I spoke at several sessions, including one on the Future\Perfect Ventures thesis of IoT, machine learning and blockchain convergence, and how these technologies can impact the “built environment”. Perhaps the most lively of the sessions was one I led on regulation. It was a tough job convincing the room that blockchain technology can enable regulators to do their jobs more efficiently by providing a baseline database on land and construction standards, but many attendees later approached me to learn more and I could see light bulbs going off. One of my favorite things to do is speak to audiences like this who have heard of the technology but haven’t spent time thinking of how it can be applied to their respective sectors. I foresee more light bulbs illuminating rooms in the coming months, given…

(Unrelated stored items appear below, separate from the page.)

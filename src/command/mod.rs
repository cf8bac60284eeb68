//! Command registry: name → (key extractor, handler, sync flag, categories).
//!
//! Each module contributes a `commands()` vector of specs; the table is
//! assembled once at store construction. Key extractors validate arity and
//! name the keys a command touches so the dispatcher can lock them in
//! canonical order before the handler runs. Aliases are separate entries
//! sharing a handler.

pub mod generic;
pub mod hash;
pub mod list;
pub mod set;
pub mod sorted_set;
pub mod string;

use crate::context::Context;
use crate::error::{StoreError, StoreResult};
use crate::resp::Reply;
use crate::store::Access;
use crate::types::hash::HashValue;
use crate::types::list::ListValue;
use crate::types::set::SetValue;
use crate::types::sorted_set::SortedSet;
use crate::types::Value;
use std::collections::HashMap;

pub const CATEGORY_READ: &str = "read";
pub const CATEGORY_WRITE: &str = "write";
pub const CATEGORY_FAST: &str = "fast";
pub const CATEGORY_SLOW: &str = "slow";
pub const CATEGORY_GENERIC: &str = "generic";
pub const CATEGORY_STRING: &str = "string";
pub const CATEGORY_LIST: &str = "list";
pub const CATEGORY_HASH: &str = "hash";
pub const CATEGORY_SET: &str = "set";
pub const CATEGORY_SORTED_SET: &str = "sortedset";

/// The keys a command reads and writes, as named by its key extractor.
#[derive(Debug, Clone, Default)]
pub struct AccessKeys {
    pub read_keys: Vec<String>,
    pub write_keys: Vec<String>,
}

impl AccessKeys {
    pub fn read(keys: &[String]) -> Self {
        AccessKeys {
            read_keys: keys.to_vec(),
            write_keys: Vec::new(),
        }
    }

    pub fn write(keys: &[String]) -> Self {
        AccessKeys {
            read_keys: Vec::new(),
            write_keys: keys.to_vec(),
        }
    }

    pub fn read_write(read_keys: &[String], write_keys: &[String]) -> Self {
        AccessKeys {
            read_keys: read_keys.to_vec(),
            write_keys: write_keys.to_vec(),
        }
    }
}

pub type KeyExtractor = fn(&[String]) -> StoreResult<AccessKeys>;
pub type Handler = fn(&Context, &[String], &mut Access) -> StoreResult<Reply>;

pub struct CommandSpec {
    /// Lowercase command name.
    pub name: &'static str,
    pub categories: &'static [&'static str],
    pub description: &'static str,
    /// True for commands that mutate state and must be ordered by an
    /// external replication collaborator. The keyspace ignores it.
    pub synchronous: bool,
    pub key_extractor: KeyExtractor,
    pub handler: Handler,
}

pub struct CommandTable {
    commands: HashMap<&'static str, CommandSpec>,
}

impl CommandTable {
    pub fn new() -> Self {
        let mut commands = HashMap::new();
        let all = generic::commands()
            .into_iter()
            .chain(string::commands())
            .chain(list::commands())
            .chain(hash::commands())
            .chain(set::commands())
            .chain(sorted_set::commands());
        for spec in all {
            commands.insert(spec.name, spec);
        }
        CommandTable { commands }
    }

    pub fn get(&self, name: &str) -> Option<&CommandSpec> {
        self.commands.get(name)
    }

    pub fn iter(&self) -> impl Iterator<Item = &CommandSpec> {
        self.commands.values()
    }

    pub fn len(&self) -> usize {
        self.commands.len()
    }

    pub fn is_empty(&self) -> bool {
        self.commands.is_empty()
    }
}

impl Default for CommandTable {
    fn default() -> Self {
        CommandTable::new()
    }
}

pub(crate) fn wrong_args(cmd: &str) -> StoreError {
    StoreError::WrongArgCount(cmd.to_string())
}

pub(crate) fn parse_i64(token: &str) -> StoreResult<i64> {
    token.parse().map_err(|_| StoreError::NotInteger)
}

/// Parse a score token. Accepts `inf`/`+inf`/`-inf`/`infinity` spellings;
/// rejects NaN and anything that silently overflows to infinity.
pub(crate) fn parse_f64(token: &str) -> StoreResult<f64> {
    let lower = token.to_lowercase();
    let trimmed = lower.trim_start_matches(['+', '-']);
    if trimmed == "inf" || trimmed == "infinity" {
        return Ok(if lower.starts_with('-') {
            f64::NEG_INFINITY
        } else {
            f64::INFINITY
        });
    }
    match token.parse::<f64>() {
        Ok(v) if v.is_finite() => Ok(v),
        _ => Err(StoreError::NotFloat),
    }
}

/// Read-side typed lookups: Ok(None) when the key is absent, WrongType when
/// it holds a different kind.
pub(crate) fn read_list<'a>(access: &'a Access, key: &str) -> StoreResult<Option<&'a ListValue>> {
    match access.value(key) {
        None => Ok(None),
        Some(Value::List(l)) => Ok(Some(l)),
        Some(_) => Err(StoreError::WrongType),
    }
}

pub(crate) fn read_hash<'a>(access: &'a Access, key: &str) -> StoreResult<Option<&'a HashValue>> {
    match access.value(key) {
        None => Ok(None),
        Some(Value::Hash(h)) => Ok(Some(h)),
        Some(_) => Err(StoreError::WrongType),
    }
}

pub(crate) fn read_set<'a>(access: &'a Access, key: &str) -> StoreResult<Option<&'a SetValue>> {
    match access.value(key) {
        None => Ok(None),
        Some(Value::Set(s)) => Ok(Some(s)),
        Some(_) => Err(StoreError::WrongType),
    }
}

pub(crate) fn read_zset<'a>(access: &'a Access, key: &str) -> StoreResult<Option<&'a SortedSet>> {
    match access.value(key) {
        None => Ok(None),
        Some(Value::SortedSet(z)) => Ok(Some(z)),
        Some(_) => Err(StoreError::WrongType),
    }
}

/// Write-side typed lookups: create an empty container when asked,
/// `NoSuchKey` otherwise.
pub(crate) fn list_entry<'a>(
    access: &'a mut Access,
    key: &str,
    create: bool,
) -> StoreResult<&'a mut ListValue> {
    if !access.exists(key) {
        if !create {
            return Err(StoreError::NoSuchKey);
        }
        access.set_value(key, Value::List(ListValue::new()))?;
    }
    match access.value_mut(key)? {
        Value::List(l) => Ok(l),
        _ => Err(StoreError::WrongType),
    }
}

pub(crate) fn hash_entry<'a>(
    access: &'a mut Access,
    key: &str,
    create: bool,
) -> StoreResult<&'a mut HashValue> {
    if !access.exists(key) {
        if !create {
            return Err(StoreError::NoSuchKey);
        }
        access.set_value(key, Value::Hash(HashValue::new()))?;
    }
    match access.value_mut(key)? {
        Value::Hash(h) => Ok(h),
        _ => Err(StoreError::WrongType),
    }
}

pub(crate) fn set_entry<'a>(
    access: &'a mut Access,
    key: &str,
    create: bool,
) -> StoreResult<&'a mut SetValue> {
    if !access.exists(key) {
        if !create {
            return Err(StoreError::NoSuchKey);
        }
        access.set_value(key, Value::Set(SetValue::new()))?;
    }
    match access.value_mut(key)? {
        Value::Set(s) => Ok(s),
        _ => Err(StoreError::WrongType),
    }
}

pub(crate) fn zset_entry<'a>(
    access: &'a mut Access,
    key: &str,
    create: bool,
) -> StoreResult<&'a mut SortedSet> {
    if !access.exists(key) {
        if !create {
            return Err(StoreError::NoSuchKey);
        }
        access.set_value(key, Value::SortedSet(SortedSet::new()))?;
    }
    match access.value_mut(key)? {
        Value::SortedSet(z) => Ok(z),
        _ => Err(StoreError::WrongType),
    }
}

…two major announcements this week from incumbents moving towards offering blockchain related services. Amazon announced AWS Blockchain Templates, to “deploy Ethereum and Hyperledger Fabric frameworks using managed and certified AWS CloudFormation templates.” This product offering is significant in that it will vastly reduce the time to build out new blockchains as well as applications on top of those blockchains. Clearly Amazon is a believer in blockchain technology and its future growth potential by taking its most successful business model to date (Amazon Web Services) and applying it to the blockchain sector. Meanwhile, Goldman Sachs hired its first cryptocurrency trader as a precursor to setting up a cryptoasset trading desk. I’ve heard from all the major asset management firms that their clients want access to this emerging asset class and it seems that Wall Street is paying more attention rather than risk losing those clients.